### [Task statement]
Select from the data all lines with the word "visible".

⁂

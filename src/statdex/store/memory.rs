use super::RecordSource;
use crate::error::{Result, StatdexError};
use serde_json::Value;

/// In-memory source for testing and development.
#[derive(Default)]
pub struct InMemorySource {
    values: Vec<Value>,
    failure: Option<String>,
}

impl InMemorySource {
    pub fn new(values: Vec<Value>) -> Self {
        Self {
            values,
            failure: None,
        }
    }

    /// A source whose fetch always fails with the given reason.
    pub fn failing(reason: impl Into<String>) -> Self {
        Self {
            values: Vec::new(),
            failure: Some(reason.into()),
        }
    }
}

impl RecordSource for InMemorySource {
    fn fetch(&self) -> Result<Vec<Value>> {
        match &self.failure {
            Some(reason) => Err(StatdexError::Source(reason.clone())),
            None => Ok(self.values.clone()),
        }
    }

    fn describe(&self) -> String {
        "memory".to_string()
    }
}

// --- Test Fixtures ---

#[cfg(any(test, feature = "test_utils"))]
pub mod fixtures {
    use crate::model::Record;

    pub fn record_with_stats(id: u32, name: &str, stats: [u32; 6]) -> Record {
        let [hp, attack, defense, special_attack, special_defense, speed] = stats;
        Record {
            id,
            name: name.to_string(),
            types: vec!["Normal".to_string()],
            hp,
            attack,
            defense,
            special_attack,
            special_defense,
            speed,
        }
    }

    /// A record whose power is exactly `power`, carried entirely by `hp`.
    pub fn record_with_power(id: u32, name: &str, power: u64) -> Record {
        let hp = u32::try_from(power).expect("fixture power fits in u32");
        record_with_stats(id, name, [hp, 0, 0, 0, 0, 0])
    }

    /// `count` records with ids `1..=count` and power `100 * id`.
    pub fn numbered_records(count: u32) -> Vec<Record> {
        (1..=count)
            .map(|id| record_with_power(id, &format!("Creature {}", id), 100 * u64::from(id)))
            .collect()
    }

    /// The first few entries of a real creature list.
    pub fn sample_records() -> Vec<Record> {
        let mut records = vec![
            record_with_stats(1, "Bulbasaur", [45, 49, 49, 65, 65, 45]),
            record_with_stats(2, "Ivysaur", [60, 62, 63, 80, 80, 60]),
            record_with_stats(3, "Venusaur", [80, 82, 83, 100, 100, 80]),
            record_with_stats(4, "Charmander", [39, 52, 43, 60, 50, 65]),
            record_with_stats(5, "Charmeleon", [58, 64, 58, 80, 65, 80]),
            record_with_stats(6, "Charizard", [78, 84, 78, 109, 85, 100]),
            record_with_stats(7, "Squirtle", [44, 48, 65, 50, 64, 43]),
        ];
        for record in records.iter_mut().take(3) {
            record.types = vec!["Grass".to_string(), "Poison".to_string()];
        }
        for record in records.iter_mut().skip(3).take(3) {
            record.types = vec!["Fire".to_string()];
        }
        records[5].types.push("Flying".to_string());
        records[6].types = vec!["Water".to_string()];
        records
    }
}
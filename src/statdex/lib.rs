//! # Statdex Architecture
//!
//! Statdex turns a collection of creature stat records into the exact slice of
//! rows a table shows on one page, together with the min/max power of those
//! rows. It is a library with a CLI client, not the other way around.
//!
//! ## Layers
//!
//! ```text
//! ┌─────────────────────────────────────────────────────────────┐
//! │  CLI Layer (cli/, wired by main.rs)                         │
//! │  - Parses arguments, renders tables, reads browse events    │
//! │  - The ONLY place that knows about stdout/stderr/exit codes │
//! └─────────────────────────────────────────────────────────────┘
//!                              │
//!                              ▼
//! ┌─────────────────────────────────────────────────────────────┐
//! │  API Layer (api.rs, session.rs)                             │
//! │  - Owns the dataset snapshot loaded at startup              │
//! │  - Normalizes inputs (threshold text, page clamping)        │
//! │  - TableSession re-runs the pipeline on every input event   │
//! └─────────────────────────────────────────────────────────────┘
//!                              │
//!                              ▼
//! ┌─────────────────────────────────────────────────────────────┐
//! │  Command Layer (commands/*.rs)                              │
//! │  - power → filter → paginate → summarize                    │
//! │  - Pure functions over borrowed records, no I/O             │
//! └─────────────────────────────────────────────────────────────┘
//!                              │
//!                              ▼
//! ┌─────────────────────────────────────────────────────────────┐
//! │  Store Layer (store/)                                       │
//! │  - RecordSource trait: FileSource, InMemorySource           │
//! │  - Dataset: validated, read-only snapshot                   │
//! └─────────────────────────────────────────────────────────────┘
//! ```
//!
//! ## The Pipeline
//!
//! Every recomputation starts from the full record set:
//!
//! 1. [`commands::power`]: `hp + attack + defense + special_attack + special_defense + speed`
//! 2. [`commands::filter`]: case-insensitive name substring AND `power >= min_power`
//! 3. [`commands::paginate`]: the visible window plus empty-row padding for a short last page
//! 4. [`commands::summarize`]: min/max power of the visible rows, `None` when there are none
//!
//! ## Faults
//!
//! Nothing in the pipeline fails. Malformed records are dropped at load time
//! and reported; an unreadable source yields an empty table; a non-numeric
//! threshold means "no minimum".
//!
//! ## Module Overview
//!
//! - [`api`]: The API facade
//! - [`session`]: Event-driven table state for interactive clients
//! - [`commands`]: Pipeline stages and the config command
//! - [`store`]: Record sources and the loaded dataset
//! - [`model`]: The `Record` type
//! - [`config`]: Configuration file handling
//! - [`error`]: Error types

pub mod api;
pub mod commands;
pub mod config;
pub mod error;
pub mod model;
pub mod session;
pub mod store;
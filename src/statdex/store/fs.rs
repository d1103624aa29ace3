use super::RecordSource;
use crate::error::{Result, StatdexError};
use serde_json::Value;
use std::fs;
use std::path::{Path, PathBuf};

/// Reads the record collection from a JSON file holding a top-level array.
pub struct FileSource {
    path: PathBuf,
}

impl FileSource {
    pub fn new(path: impl Into<PathBuf>) -> Self {
        Self { path: path.into() }
    }

    pub fn path(&self) -> &Path {
        &self.path
    }
}

impl RecordSource for FileSource {
    fn fetch(&self) -> Result<Vec<Value>> {
        let content = fs::read_to_string(&self.path)?;
        match serde_json::from_str::<Value>(&content)? {
            Value::Array(items) => Ok(items),
            _ => Err(StatdexError::Source(format!(
                "{} does not contain a JSON array",
                self.path.display()
            ))),
        }
    }

    fn describe(&self) -> String {
        self.path.display().to_string()
    }
}
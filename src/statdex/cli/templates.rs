//! Output templates.
//!
//! Templates are minijinja files kept next to this module and embedded at
//! compile time. The environment runs with `trim_blocks` and `lstrip_blocks`,
//! so a line holding only a block tag produces no output. A line that ends in
//! a block tag loses its newline, so such lines are followed by a blank one.

pub const TABLE_TEMPLATE: &str = include_str!("templates/table.tmp");
pub const MESSAGES_TEMPLATE: &str = include_str!("templates/messages.tmp");
pub const CONFIG_TEMPLATE: &str = include_str!("templates/config.tmp");
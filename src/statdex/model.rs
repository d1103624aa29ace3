use crate::error::{Result, StatdexError};
use serde::Serialize;
use serde_json::{Map, Value};

/// The six stat fields every record must carry, in column order.
pub const STAT_FIELDS: [&str; 6] = [
    "hp",
    "attack",
    "defense",
    "special_attack",
    "special_defense",
    "speed",
];

/// One creature entry.
///
/// Records are immutable once loaded and only ever built by
/// [`Record::from_value`]. The JSON shape uses `type` for the tag list;
/// `types` is accepted on input.
#[derive(Debug, Clone, PartialEq, Eq, Serialize)]
pub struct Record {
    pub id: u32,
    pub name: String,
    #[serde(rename = "type")]
    pub types: Vec<String>,
    pub hp: u32,
    pub attack: u32,
    pub defense: u32,
    pub special_attack: u32,
    pub special_defense: u32,
    pub speed: u32,
}

impl Record {
    /// Builds a record from one element of the raw collection.
    ///
    /// `position` is only used to label the fault when the element has no
    /// usable `id`.
    pub fn from_value(position: usize, value: &Value) -> Result<Self> {
        let fallback_label = format!("#{}", position);
        let Some(obj) = value.as_object() else {
            return Err(StatdexError::integrity(fallback_label, "<object>"));
        };

        let id = obj
            .get("id")
            .and_then(Value::as_u64)
            .and_then(|n| u32::try_from(n).ok())
            .ok_or_else(|| StatdexError::integrity(fallback_label, "id"))?;
        let label = id.to_string();

        let name = obj
            .get("name")
            .and_then(Value::as_str)
            .ok_or_else(|| StatdexError::integrity(label.as_str(), "name"))?
            .to_string();

        let types = read_types(obj).ok_or_else(|| StatdexError::integrity(label.as_str(), "type"))?;

        let mut stats = [0u32; 6];
        for (slot, field) in stats.iter_mut().zip(STAT_FIELDS) {
            *slot = obj
                .get(field)
                .and_then(Value::as_u64)
                .and_then(|n| u32::try_from(n).ok())
                .ok_or_else(|| StatdexError::integrity(label.as_str(), field))?;
        }
        let [hp, attack, defense, special_attack, special_defense, speed] = stats;

        Ok(Record {
            id,
            name,
            types,
            hp,
            attack,
            defense,
            special_attack,
            special_defense,
            speed,
        })
    }

    /// Stat values in [`STAT_FIELDS`] order.
    pub fn stats(&self) -> [u32; 6] {
        [
            self.hp,
            self.attack,
            self.defense,
            self.special_attack,
            self.special_defense,
            self.speed,
        ]
    }

    /// Type tags joined for display, e.g. `"Grass, Poison"`.
    pub fn type_label(&self) -> String {
        self.types.join(", ")
    }
}

fn read_types(obj: &Map<String, Value>) -> Option<Vec<String>> {
    let raw = obj.get("type").or_else(|| obj.get("types"))?.as_array()?;
    let types: Option<Vec<String>> = raw
        .iter()
        .map(|t| t.as_str().map(str::to_string))
        .collect();
    types.filter(|t| !t.is_empty())
}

⁂

### [Solution for this problem]
//! 3. [`commands::paginate`]: the visible window plus empty-row padding for a short last page
//! 4. [`commands::summarize`]: min/max power of the visible rows, `None` when there are none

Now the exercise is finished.